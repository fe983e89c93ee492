//! The refactoring engine: orchestrates schema+data transformations.
//!
//! Every operation follows the same shape: acquire class locks, validate
//! against the current schema, compute the full transformation, stage
//! all row writes into one atomic batch, commit data, then swap the
//! schema definitions, and retain an [`ActionReport`] carrying the
//! pre-images needed for reversal.

use std::collections::HashMap;

use parking_lot::Mutex;
use tracing::{debug, info};

use super::expr::{eval_concat, SplitRule, SurvivorCandidate, SurvivorPolicy};
use super::filter::{named_row, ObjectFilter};
use super::lock::ClassLockManager;
use super::report::{ActionReport, RowDelta};
use super::PropertyMap;
use crate::error::Error;
use crate::schema::{ClassDef, ClassId, ColumnMapping, DataType, PropertyDef, PropertyId, SchemaRegistry};
use crate::store::{ObjectData, ObjectId, ObjectStore, StoreConfig};
use flexibase_proto::Value;

/// Where an operation that needs a second class should put its data.
#[derive(Debug, Clone)]
pub enum TargetClass {
    /// Use an existing class.
    Existing(ClassId),
    /// Create a class with this name, derived from the moved properties.
    New(String),
}

/// The schema & refactoring engine.
pub struct RefactoringEngine {
    store: ObjectStore,
    registry: SchemaRegistry,
    locks: ClassLockManager,
    last_report: Mutex<Option<ActionReport>>,
}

------------------------------------------------

(GOAL OF THE EXERCISE):
All of the data above must be set down again exactly.

(ANSWER SECTION):
repository fe983e89c93ee492
//! The refactoring engine: orchestrates schema+data transformations.
//!
//! Every operation follows the same shape: acquire class locks, validate
//! against the current schema, compute the full transformation, stage
//! all row writes into one atomic batch, commit data, then swap the
//! schema definitions, and retain an [`ActionReport`] carrying the
//! pre-images needed for reversal.

use std::collections::HashMap;

use parking_lot::Mutex;
use tracing::{debug, info};

use super::expr::{eval_concat, SplitRule, SurvivorCandidate, SurvivorPolicy};
use super::filter::{named_row, ObjectFilter};
use super::lock::ClassLockManager;
use super::report::{ActionReport, RowDelta};
use super::PropertyMap;
use crate::error::Error;
use crate::schema::{ClassDef, ClassId, ColumnMapping, DataType, PropertyDef, PropertyId, SchemaRegistry};
use crate::store::{ObjectData, ObjectId, ObjectStore, StoreConfig};
use flexibase_proto::Value;

/// Where an operation that needs a second class should put its data.
#[derive(Debug, Clone)]
pub enum TargetClass {
    /// Use an existing class.
    Existing(ClassId),
    /// Create a class with this name, derived from the moved properties.
    New(String),
}

/// The schema & refactoring engine.
pub struct RefactoringEngine {
    store: ObjectStore,
    registry: SchemaRegistry,
    locks: ClassLockManager,
    last_report: Mutex<Option<ActionReport>>,
}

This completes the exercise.